Julia Logan | ZANGOOSE.DIGITAL


People often ask what tool is the best for completing this or than SEO task. Of course, you want a tool which gives you accurate data. But even the best tool is only as good as the person using it.

I could give you a long list of tools which we use for our very specific tasks, or we could argue about the pros and cons of various tools. But it’s really about what you do with the output of the tools you are using that makes all the difference. It’s also a good idea to understand all the existing limitations of the tools you’re using as well as (bonus!) be aware of all the possible out-of-the-box uses of said tools, and then you can get more out of the tools you use than other people using the same tools.

Here is one example: Majestic, one of our favourite tools. Traditionally considered a tool for link analysis, it has been a staple in our toolbox for many years. Everybody can use Majestic, everybody gets the same data, the question is though, what do you make out of it?

majestic report

The image above is one of the filters for the pages report in Majestic – Crawl Result. The traditional use for the Pages report is to see what URLs of a site are known to Majestic and have external links (one does not always equal the other), so it’s basically just a list of URLs. But look what a wealth of info I can get from it for this particular site I am looking at if I just slice and dice the data as needed using the filters, ask the right questions and pay attention to the details which stand out in this case. It’s almost like this report alone can guide my SEO audit of the site in question:

  • Why are so many pages with external links blocked by robots.txt? Is that the result of some malicious link spam, does the site have an affiliate programme and affiliates are linking to non-canonical URLs which need to be kept out of the search engines - in which case, is there a better way to do it?
  • Connect Failure, Internal Server Error, Bad Gateway for pages with external links - are there any serious issues with the site's server? Is the site old and had its architecture changed over time, in which case, does anything need to be done about old pages with links? Same goes for 401, 403 and 404 pages - do they need to be fixed? redirected? do you need to fix the external links to point to something relevant and live on the site?
  • Links to URLs with temporary redirects - do those URLs need to become permanent redirects? and again, are you wasting those external links and could they be changed to point at the final destination instead?

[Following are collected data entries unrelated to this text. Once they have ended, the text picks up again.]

//! Postgres-backed registry.
//!
//! This module provides:
//! - Connection pool management
//! - Controller instance storage with an append-only event log for watches
//! - API server leases with database-side expiry
//! - Bootstrap endpoints storage
//!
//! All writes that produce watch events serialize on one advisory lock, so
//! event ids become visible in commit order and cursor tailing never skips.

mod endpoints;
mod instances;
mod leases;

use std::time::Duration;

use sqlx::postgres::{PgPool, PgPoolOptions};
use sqlx::{Postgres, Transaction};
use tracing::info;

use crate::error::{RegistryError, RegistryResult};

/// Advisory lock key serializing registry writes.
const WRITE_LOCK_KEY: i64 = 0x5C_F0_0001;

/// Database configuration.
#[derive(Debug, Clone)]
pub struct DbConfig {
    /// Database connection URL.
    pub database_url: String,

    /// Maximum number of connections in the pool.
    pub max_connections: u32,

    /// Minimum number of idle connections.
    pub min_connections: u32,

    /// Connection acquire timeout.
    pub acquire_timeout: Duration,

    /// Idle connection timeout.
    pub idle_timeout: Duration,

    /// Maximum lifetime of a connection.
    pub max_lifetime: Duration,

    /// Run schema migrations on connect.
    pub run_migrations: bool,

    /// How long a watcher sleeps when no events are available.
    pub watch_poll_interval: Duration,

    /// Number of recent events kept for watch resumption.
    pub retained_events: i64,
}

impl Default for DbConfig {
    fn default() -> Self {
        Self {
            database_url: "postgres://localhost/scf".to_string(),
            max_connections: 10,
            min_connections: 1,
            acquire_timeout: Duration::from_secs(5),
            idle_timeout: Duration::from_secs(600),
            max_lifetime: Duration::from_secs(1800),
            run_migrations: false,
            watch_poll_interval: Duration::from_millis(100),
            retained_events: 10_000,
        }
    }
}

impl DbConfig {
    /// Load configuration from environment variables.
    pub fn from_env() -> Self {
        let database_url = std::env::var("DATABASE_URL")
            .unwrap_or_else(|_| "postgres://localhost/scf".to_string());

        let max_connections = std::env::var("DB_MAX_CONNECTIONS")
            .ok()
            .and_then(|s| s.parse().ok())
            .unwrap_or(10);

        let min_connections = std::env::var("DB_MIN_CONNECTIONS")
            .ok()
            .and_then(|s| s.parse().ok())
            .unwrap_or(1);

        let run_migrations = std::env::var("SCF_RUN_MIGRATIONS")
            .map(|v| v == "1" || v.eq_ignore_ascii_case("true"))
            .unwrap_or(false);

        Self {
            database_url,
            max_connections,
            min_connections,
            run_migrations,
            ..Default::default()
        }
    }
}

/// Registry backed by a Postgres connection pool.
#[derive(Clone)]
pub struct PgRegistry {
    pool: PgPool,
    watch_poll_interval: Duration,
    retained_events: i64,
}

impl PgRegistry {
    /// Connect, and run migrations if configured.
    pub async fn connect(config: &DbConfig) -> RegistryResult<Self> {
        info!(
            max_connections = config.max_connections,
            min_connections = config.min_connections,
            "Connecting to registry database"
        );

        let pool = PgPoolOptions::new()
            .max_connections(config.max_connections)
            .min_connections(config.min_connections)
            .acquire_timeout(config.acquire_timeout)
            .idle_timeout(Some(config.idle_timeout))
            .max_lifetime(Some(config.max_lifetime))
            .connect(&config.database_url)
            .await?;

        info!("Registry connection pool established");

        let registry = Self::from_pool(pool, config);
        if config.run_migrations {
            registry.run_migrations().await?;
        }
        Ok(registry)
    }

    pub fn from_pool(pool: PgPool, config: &DbConfig) -> Self {
        Self {
            pool,
            watch_poll_interval: config.watch_poll_interval,
            retained_events: config.retained_events.max(1),
        }
    }

    /// Get a reference to the underlying connection pool.
    pub fn pool(&self) -> &PgPool {
        &self.pool
    }

    /// Check if the database is reachable.
    pub async fn health_check(&self) -> RegistryResult<()> {
        sqlx::query("SELECT 1").execute(&self.pool).await?;
        Ok(())
    }

    /// Run pending migrations from the first migrations directory found.
    pub async fn run_migrations(&self) -> RegistryResult<()> {
        info!("Running registry migrations");

        let candidates = vec![
            std::path::PathBuf::from("./migrations"),
            std::path::PathBuf::from("libs/registry/migrations"),
            std::path::PathBuf::from(env!("CARGO_MANIFEST_DIR")).join("migrations"),
        ];
        let mut last_error: Option<sqlx::migrate::MigrateError> = None;

        for dir in &candidates {
            match sqlx::migrate::Migrator::new(dir.clone()).await {
                Ok(migrator) => {
                    info!(migrations_dir = %dir.display(), "Loaded migrations");
                    migrator.run(&self.pool).await?;
                    info!("Registry migrations complete");
                    return Ok(());
                }
                Err(e) => {
                    last_error = Some(e);
                }
            }
        }

        let tried = candidates
            .iter()
            .map(|dir| dir.display().to_string())
            .collect::<Vec<_>>()
            .join(", ");

        Err(RegistryError::MigrationDirNotFound {
            tried,
            last_error: last_error
                .map(|e| e.to_string())
                .unwrap_or_else(|| "unknown error".to_string()),
        })
    }

    /// Begin a write transaction holding the registry write lock.
    async fn begin_write(&self) -> RegistryResult<Transaction<'static, Postgres>> {
        let mut tx = self.pool.begin().await?;
        sqlx::query("SELECT pg_advisory_xact_lock($1)")
            .bind(WRITE_LOCK_KEY)
            .execute(&mut *tx)
            .await?;
        Ok(tx)
    }
}

/// Take the next global revision.
async fn next_revision(tx: &mut Transaction<'_, Postgres>) -> RegistryResult<i64> {
    let revision: i64 = sqlx::query_scalar("SELECT nextval('registry_revision')")
        .fetch_one(&mut **tx)
        .await?;
    Ok(revision)
}

fn is_unique_violation(e: &sqlx::Error) -> bool {
    matches!(e, sqlx::Error::Database(db_err) if db_err.code().as_deref() == Some("23505"))
}

#[cfg(test)]
mod tests {
    use super::*;

    #[test]
    fn test_db_config_defaults() {
        let config = DbConfig::default();
        assert_eq!(config.max_connections, 10);
        assert_eq!(config.min_connections, 1);
        assert!(!config.run_migrations);
        assert_eq!(config.watch_poll_interval, Duration::from_millis(100));
    }
}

And that's just one little element of one report - here's another: did you know you could detect duplicate titles with Majestic?

majestic report

Another use of this filter: detect parasite pages on a hacked site (and not just those that exist now but also those that ever existed on the site).

majestic report
  • Or here's a filter which allows you to quickly gauge which URLs on a site have the lowest/highest TF links:
    majestic report
    What’s the possible uses for this one? – E.g. content audit – see what content on your site gets the most links, or the most valuable links. Or for pages with extremely low TrustFlow (TF 0) – is there any automated spam linked to those pages? Are the site’s images getting scraped by image scrapers? If the number of such pages is very high, perhaps you’re getting too many low value links – is there anything to be done about it?
  • Here's another filter which is useful e.g. for quickly finding all URLs with parametres which have external links:
    majestic report
    If that by itself does not look particularly useful, you can combine several different filters and e.g. gauge how many of parametred URLs with external links are not redirected or canonicalised properly:
    majestic report

  • Again, this is just one tool - Majestic, and just one report in it - and you already get access to some data that none of your usual site crawling tools will readily provide you. Of course you will then need to check the site’s Google Search Console and/or Bing Webmaster Tools, and you still need to crawl the site using one of the crawlers, e.g. ScreamingFrog or Sitebulb, to get more information to answer the questions you ask. But questions like those above, arising from a quick glance at this Majestic report are a good starting point to dig deeper and probably end up with a more useful and in-depth site audit than 90% of audits produced both inhouse and by agencies and consultants these days.

    This is why generic exported reports just don't cut it as site audits - there is always more to look at and more issues to discover, no matter what tool you use, if you know what you're looking at and what you're looking for. Also, this is why I am not afraid automation or AI will leave me jobless – there is no one scenario for every site out there. A standard scenario can cover the most basic and typical issues. But all sites are different, with a different history and structure and goals and relationships. There are simply too many nuances for each individual site I am auditing requiring a trained human eye and an experienced human brain.